* HOW TO COMPLETE THIS TASK *
After locating the line that contains "generated word lists." in the data below, set down exactly that line and each one after it through the line that contains "let store = store::from_config(&config);", and nothing more.

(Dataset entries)

____________

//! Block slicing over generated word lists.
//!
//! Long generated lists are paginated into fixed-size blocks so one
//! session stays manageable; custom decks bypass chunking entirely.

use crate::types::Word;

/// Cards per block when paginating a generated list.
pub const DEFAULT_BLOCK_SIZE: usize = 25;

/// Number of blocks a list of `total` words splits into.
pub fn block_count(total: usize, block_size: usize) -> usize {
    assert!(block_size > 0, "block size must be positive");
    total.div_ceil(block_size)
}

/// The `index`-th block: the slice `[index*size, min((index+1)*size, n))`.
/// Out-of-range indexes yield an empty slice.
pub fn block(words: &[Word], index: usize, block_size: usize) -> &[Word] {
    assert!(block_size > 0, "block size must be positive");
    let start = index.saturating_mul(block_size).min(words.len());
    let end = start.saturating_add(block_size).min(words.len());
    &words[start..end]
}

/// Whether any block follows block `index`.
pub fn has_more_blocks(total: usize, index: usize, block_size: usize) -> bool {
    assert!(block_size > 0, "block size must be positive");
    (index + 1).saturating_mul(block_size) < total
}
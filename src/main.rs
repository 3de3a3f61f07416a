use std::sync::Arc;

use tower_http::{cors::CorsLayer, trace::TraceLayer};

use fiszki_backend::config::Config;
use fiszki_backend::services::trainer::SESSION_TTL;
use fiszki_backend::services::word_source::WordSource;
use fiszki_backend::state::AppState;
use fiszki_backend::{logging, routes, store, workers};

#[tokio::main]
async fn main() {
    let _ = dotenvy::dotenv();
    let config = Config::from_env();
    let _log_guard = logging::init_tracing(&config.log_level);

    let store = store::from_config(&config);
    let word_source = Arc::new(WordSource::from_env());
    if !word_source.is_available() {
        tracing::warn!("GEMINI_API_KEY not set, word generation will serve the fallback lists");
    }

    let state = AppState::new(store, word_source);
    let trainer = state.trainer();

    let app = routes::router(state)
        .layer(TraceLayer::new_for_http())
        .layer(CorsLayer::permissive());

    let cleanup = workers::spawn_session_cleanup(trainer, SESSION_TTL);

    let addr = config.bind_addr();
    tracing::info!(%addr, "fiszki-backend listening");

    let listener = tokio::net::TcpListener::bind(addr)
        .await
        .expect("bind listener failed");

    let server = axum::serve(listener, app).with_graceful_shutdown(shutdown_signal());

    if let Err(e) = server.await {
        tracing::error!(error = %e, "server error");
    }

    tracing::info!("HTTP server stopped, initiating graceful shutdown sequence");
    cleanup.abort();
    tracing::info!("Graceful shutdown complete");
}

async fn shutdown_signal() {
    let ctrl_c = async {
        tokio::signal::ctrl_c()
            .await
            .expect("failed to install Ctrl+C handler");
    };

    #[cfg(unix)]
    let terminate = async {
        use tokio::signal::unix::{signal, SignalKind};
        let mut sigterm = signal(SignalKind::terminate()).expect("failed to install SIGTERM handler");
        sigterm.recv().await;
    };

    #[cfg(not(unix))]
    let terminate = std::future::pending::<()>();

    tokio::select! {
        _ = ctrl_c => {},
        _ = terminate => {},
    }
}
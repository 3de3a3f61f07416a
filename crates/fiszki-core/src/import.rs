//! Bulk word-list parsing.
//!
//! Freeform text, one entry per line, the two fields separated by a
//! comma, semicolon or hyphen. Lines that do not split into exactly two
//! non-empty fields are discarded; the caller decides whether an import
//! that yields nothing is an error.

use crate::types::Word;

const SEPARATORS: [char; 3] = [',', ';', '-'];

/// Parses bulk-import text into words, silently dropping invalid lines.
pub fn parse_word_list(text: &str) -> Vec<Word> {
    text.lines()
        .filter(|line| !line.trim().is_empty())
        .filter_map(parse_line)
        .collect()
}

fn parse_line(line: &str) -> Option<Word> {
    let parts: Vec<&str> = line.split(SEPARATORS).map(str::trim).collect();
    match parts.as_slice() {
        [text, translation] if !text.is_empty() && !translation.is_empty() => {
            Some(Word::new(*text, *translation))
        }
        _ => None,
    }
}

____________

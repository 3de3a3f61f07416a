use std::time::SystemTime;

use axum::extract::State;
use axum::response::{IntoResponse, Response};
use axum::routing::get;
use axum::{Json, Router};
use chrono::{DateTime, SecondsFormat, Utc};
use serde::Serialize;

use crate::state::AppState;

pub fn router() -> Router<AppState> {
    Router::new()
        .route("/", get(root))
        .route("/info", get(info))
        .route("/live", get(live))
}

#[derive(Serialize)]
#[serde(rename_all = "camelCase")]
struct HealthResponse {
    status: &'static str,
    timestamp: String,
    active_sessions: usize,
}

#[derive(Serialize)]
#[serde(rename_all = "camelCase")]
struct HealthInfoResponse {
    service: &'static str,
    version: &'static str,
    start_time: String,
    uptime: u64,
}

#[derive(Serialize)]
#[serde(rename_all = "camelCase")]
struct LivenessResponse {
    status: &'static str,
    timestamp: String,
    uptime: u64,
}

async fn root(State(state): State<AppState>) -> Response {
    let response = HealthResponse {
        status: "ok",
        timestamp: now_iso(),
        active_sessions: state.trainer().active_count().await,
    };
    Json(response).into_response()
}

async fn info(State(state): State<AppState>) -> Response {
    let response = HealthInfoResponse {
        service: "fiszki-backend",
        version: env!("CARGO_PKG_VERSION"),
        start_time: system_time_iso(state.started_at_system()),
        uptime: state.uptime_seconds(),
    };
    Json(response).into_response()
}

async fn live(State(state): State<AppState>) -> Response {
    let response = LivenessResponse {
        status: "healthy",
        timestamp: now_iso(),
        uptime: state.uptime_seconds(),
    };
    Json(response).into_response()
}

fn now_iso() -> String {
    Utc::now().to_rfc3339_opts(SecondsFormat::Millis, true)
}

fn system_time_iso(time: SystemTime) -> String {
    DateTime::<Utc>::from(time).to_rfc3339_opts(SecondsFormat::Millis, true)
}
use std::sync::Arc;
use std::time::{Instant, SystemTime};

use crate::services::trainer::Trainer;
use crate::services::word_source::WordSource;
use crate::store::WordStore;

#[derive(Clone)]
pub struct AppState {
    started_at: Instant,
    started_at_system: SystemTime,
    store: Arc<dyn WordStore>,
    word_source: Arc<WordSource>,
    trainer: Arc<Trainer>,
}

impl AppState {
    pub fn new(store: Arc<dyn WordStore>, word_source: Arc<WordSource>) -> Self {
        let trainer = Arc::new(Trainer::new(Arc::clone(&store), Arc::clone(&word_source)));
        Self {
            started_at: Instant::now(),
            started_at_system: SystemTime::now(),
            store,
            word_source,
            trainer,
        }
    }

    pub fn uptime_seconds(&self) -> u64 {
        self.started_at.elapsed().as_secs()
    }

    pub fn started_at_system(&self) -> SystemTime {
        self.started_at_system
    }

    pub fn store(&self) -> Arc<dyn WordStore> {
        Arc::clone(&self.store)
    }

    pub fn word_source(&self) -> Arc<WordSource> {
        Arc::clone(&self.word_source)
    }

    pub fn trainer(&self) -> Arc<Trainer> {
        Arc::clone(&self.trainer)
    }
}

____________

* WRITTEN ANSWER *
//! Block slicing over generated word lists.
//!
//! Long generated lists are paginated into fixed-size blocks so one
//! session stays manageable; custom decks bypass chunking entirely.

use crate::types::Word;

/// Cards per block when paginating a generated list.
pub const DEFAULT_BLOCK_SIZE: usize = 25;

/// Number of blocks a list of `total` words splits into.
pub fn block_count(total: usize, block_size: usize) -> usize {
    assert!(block_size > 0, "block size must be positive");
    total.div_ceil(block_size)
}

/// The `index`-th block: the slice `[index*size, min((index+1)*size, n))`.
/// Out-of-range indexes yield an empty slice.
pub fn block(words: &[Word], index: usize, block_size: usize) -> &[Word] {
    assert!(block_size > 0, "block size must be positive");
    let start = index.saturating_mul(block_size).min(words.len());
    let end = start.saturating_add(block_size).min(words.len());
    &words[start..end]
}

/// Whether any block follows block `index`.
pub fn has_more_blocks(total: usize, index: usize, block_size: usize) -> bool {
    assert!(block_size > 0, "block size must be positive");
    (index + 1).saturating_mul(block_size) < total
}
filename src/main.rs
repository 3de3a3f61f07416a
use std::sync::Arc;

use tower_http::{cors::CorsLayer, trace::TraceLayer};

use fiszki_backend::config::Config;
use fiszki_backend::services::trainer::SESSION_TTL;
use fiszki_backend::services::word_source::WordSource;
use fiszki_backend::state::AppState;
use fiszki_backend::{logging, routes, store, workers};

#[tokio::main]
async fn main() {
    let _ = dotenvy::dotenv();
    let config = Config::from_env();
    let _log_guard = logging::init_tracing(&config.log_level);

    let store = store::from_config(&config);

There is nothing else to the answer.